Il problema non risiede soltanto nella struttura economica africana e, come è stato detto, nella mancanza di infrastrutture che rende gli spostamenti di merci costosi e difficili, ma anche nella formulazione dell’accordo. Infatti il libero movimento di beni e servizi non può prescindere dal libero movimento delle persone, che invece è ancora fortemente soggetto a impedimenti nel contesto africano, dove ottenere un visto per un Paese confinante può essere molto difficoltoso. A questo bisogna poi aggiungere la scarsa sicurezza della maggior parte dei confini africani, dove la corruzione dilagante e la debolezza delle istituzioni rende il libero passaggio delle merci rischioso ed esposto ad attività illegali”.


Non solo libero scambio. Necessari diritti e democrazia

Nel frattempo, sullo sfondo di questo summit tanto atteso, si avvertono le voci degli attivisti, anche questi provenienti da diversi paesi africani, secondo i quali la vera urgenza sono i diritti e la democrazia.

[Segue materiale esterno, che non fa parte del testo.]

//! Scripted runs against the simulated engine.

use std::sync::{Arc, Weak};
use std::time::Duration;

use anyhow::{bail, Context};
use bytes::Bytes;
use crossbeam_channel::Sender;
use tokio::sync::watch;
use tracing::info;

use memberlink_core::{
    BandwidthTarget, ConnectionState, DataQuality, EngineStatus, MemberEvent, MemberId,
    MemberlinkConfig, PointInTime, SeekOrigin, StreamCandidate, StreamToken, TimeShiftAlias,
    TimeShiftEvent, TimeShiftState,
};
use memberlink_engine::sim::{SimulatedEngine, SimulatedRenderer, SubscribeScript};
use memberlink_engine::{Renderer, VideoFrame, VideoSink};
use memberlink_subscription::{MemberOptions, MemberSubscriptionController};
use memberlink_timeshift::TimeShiftController;

/// Upper bound for any single step to settle.
const STEP_TIMEOUT: Duration = Duration::from_secs(5);

struct LoggingSink;

impl VideoSink for LoggingSink {
    fn on_frame(&self, frame: VideoFrame) {
        tracing::trace!(width = frame.width, height = frame.height, "Frame rendered");
    }
}

fn candidate(uri: &str) -> StreamCandidate {
    StreamCandidate::new(
        uri,
        vec![
            StreamToken::Audio(format!("{uri}#audio")),
            StreamToken::Video(format!("{uri}#video")),
        ],
    )
}

async fn wait_for<T>(
    rx: &mut watch::Receiver<T>,
    what: &str,
    predicate: impl FnMut(&T) -> bool,
) -> anyhow::Result<()> {
    tokio::time::timeout(STEP_TIMEOUT, rx.wait_for(predicate))
        .await
        .with_context(|| format!("Timed out waiting for {what}"))?
        .with_context(|| format!("Stopped before {what}"))?;
    Ok(())
}

fn spawn_member(
    engine: &SimulatedEngine,
    member: &str,
    config: &MemberlinkConfig,
    events: Sender<MemberEvent>,
) -> MemberSubscriptionController {
    MemberSubscriptionController::spawn(
        MemberId::new(member),
        Arc::new(engine.clone()),
        MemberOptions {
            video_sink: Some(Arc::new(LoggingSink)),
            ..MemberOptions::default()
        },
        &config.subscription,
        events,
    )
}

/// The newest candidate is rejected by the engine; the member goes live on
/// the older one.
pub async fn failover(
    config: &MemberlinkConfig,
    events: Sender<MemberEvent>,
) -> anyhow::Result<()> {
    info!("Scenario: candidate failover");
    let engine = SimulatedEngine::new();
    engine.script("stream-a", SubscribeScript::Fail(EngineStatus::NotFound));

    let member = spawn_member(&engine, "alice", config, events);
    member.subscribe_streams(vec![candidate("stream-b"), candidate("stream-a")]);

    let mut state = member.watch_connection_state();
    wait_for(&mut state, "alice to become active", |s| s.is_active()).await?;

    let live = member.live_subscriptions();
    if live.iter().any(|s| s.stream().as_str() != "stream-b") {
        bail!("alice went live on an unexpected stream: {:?}", live);
    }
    info!(subscriptions = live.len(), attempts = ?engine.attempted_uris(), "Failover complete");

    member.subscribe_streams(Vec::new());
    wait_for(&mut state, "alice to be removed", |s| {
        *s == ConnectionState::Removed
    })
    .await?;

    member.shutdown().await;
    Ok(())
}

/// A live member loses data, is demoted to away and recovers before the
/// away watchdog expires.
pub async fn quality_loss(
    config: &MemberlinkConfig,
    events: Sender<MemberEvent>,
) -> anyhow::Result<()> {
    info!("Scenario: quality loss and recovery");
    let engine = SimulatedEngine::new();
    let member = spawn_member(&engine, "bob", config, events);
    member.subscribe_streams(vec![candidate("stream-c")]);

    let mut state = member.watch_connection_state();
    wait_for(&mut state, "bob to become active", |s| s.is_active()).await?;

    let subscriptions = engine.subscriptions_for("stream-c");
    for subscription in &subscriptions {
        subscription.set_quality(DataQuality::NoData);
    }
    wait_for(&mut state, "bob to go away", |s| *s == ConnectionState::Away).await?;

    for subscription in &subscriptions {
        subscription.set_quality(DataQuality::All);
    }
    wait_for(&mut state, "bob to come back", |s| s.is_active()).await?;

    member.shutdown().await;
    Ok(())
}

/// Replay the last minute of a live member's stream.
pub async fn time_shift(
    config: &MemberlinkConfig,
    member_events: Sender<MemberEvent>,
    time_shift_events: Sender<TimeShiftEvent>,
) -> anyhow::Result<()> {
    info!("Scenario: time shift");
    let engine = SimulatedEngine::new();
    let member = spawn_member(&engine, "carol", config, member_events);
    member.subscribe_streams(vec![candidate("stream-d")]);

    let mut state = member.watch_connection_state();
    wait_for(&mut state, "carol to become active", |s| s.is_active()).await?;

    let video = engine
        .subscriptions_for("stream-d")
        .into_iter()
        .find(|s| matches!(s.token, StreamToken::Video(_)))
        .context("carol has no video subscription")?;
    let renderer: Arc<SimulatedRenderer> = video.simulated_renderer();
    let delivered = renderer.render_frame(VideoFrame {
        data: Bytes::from(vec![0u8; 640 * 360 * 4]),
        width: 640,
        height: 360,
        timestamp: Duration::ZERO,
    });
    if !delivered {
        bail!("carol's video renderer has no sink");
    }

    let controller = TimeShiftController::new(config.time_shift.clone(), time_shift_events);
    let alias = TimeShiftAlias::new("carol-replay");
    let replay = controller.create(
        alias.clone(),
        PointInTime::Seek {
            offset: Duration::from_secs(60),
            origin: SeekOrigin::End,
        },
        Arc::clone(&renderer) as Arc<dyn Renderer>,
    );

    let target = Arc::downgrade(&replay) as Weak<dyn BandwidthTarget>;
    member.attach_time_shift(target);
    member.set_bandwidth_limit(Some(1_500_000));

    let engine_handle = renderer
        .latest_time_shift()
        .context("renderer did not create a time shift")?;
    engine_handle.set_ready(true);

    let mut playback = replay.watch_state();
    wait_for(&mut playback, "replay to be ready", |s| {
        *s == TimeShiftState::Ready
    })
    .await?;

    controller.play(&alias)?;
    wait_for(&mut playback, "replay to play", |s| *s == TimeShiftState::Playing).await?;
    engine_handle.set_playback_head(Duration::from_secs(12));

    controller.pause(&alias)?;
    wait_for(&mut playback, "replay to pause", |s| *s == TimeShiftState::Paused).await?;

    controller.seek(&alias, Duration::from_secs(30), SeekOrigin::Beginning)?;
    wait_for(&mut playback, "seek to land", |s| {
        *s == TimeShiftState::SeekingSucceeded
    })
    .await?;

    info!(
        head = ?replay.playback_head(),
        bandwidth = ?engine_handle.bandwidth_limit(),
        calls = ?engine_handle.calls(),
        "Time shift complete"
    );

    controller.dispose_all();
    replay.shutdown().await;
    member.shutdown().await;
    Ok(())
}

“Se l’AfCFTA, che è entrata in vigore a fine maggio ed inaugura oggi la sua fase operativa – rileva Zandonini - liberalizzerà il commercio intra-africano, creando una unione doganale su gran parte dei prodotti africani, senza imporre barriere doganali esterne, per decine di attivisti africani la circolazione di diritti e libertà democratiche si stanno restringendo pericolosamente.

“Il lancio dell’accordo di libero scambio è un grande favore alla comunità internazionale, a cui si chiede in cambio di chiudere gli occhi su violazioni dei diritti umani in Africa” spiega Laurent Duarte, il coordinatore di Tournons la page – “Giriamo la pagina” in francese – la campagna che ha promosso il mini-summit della società civile.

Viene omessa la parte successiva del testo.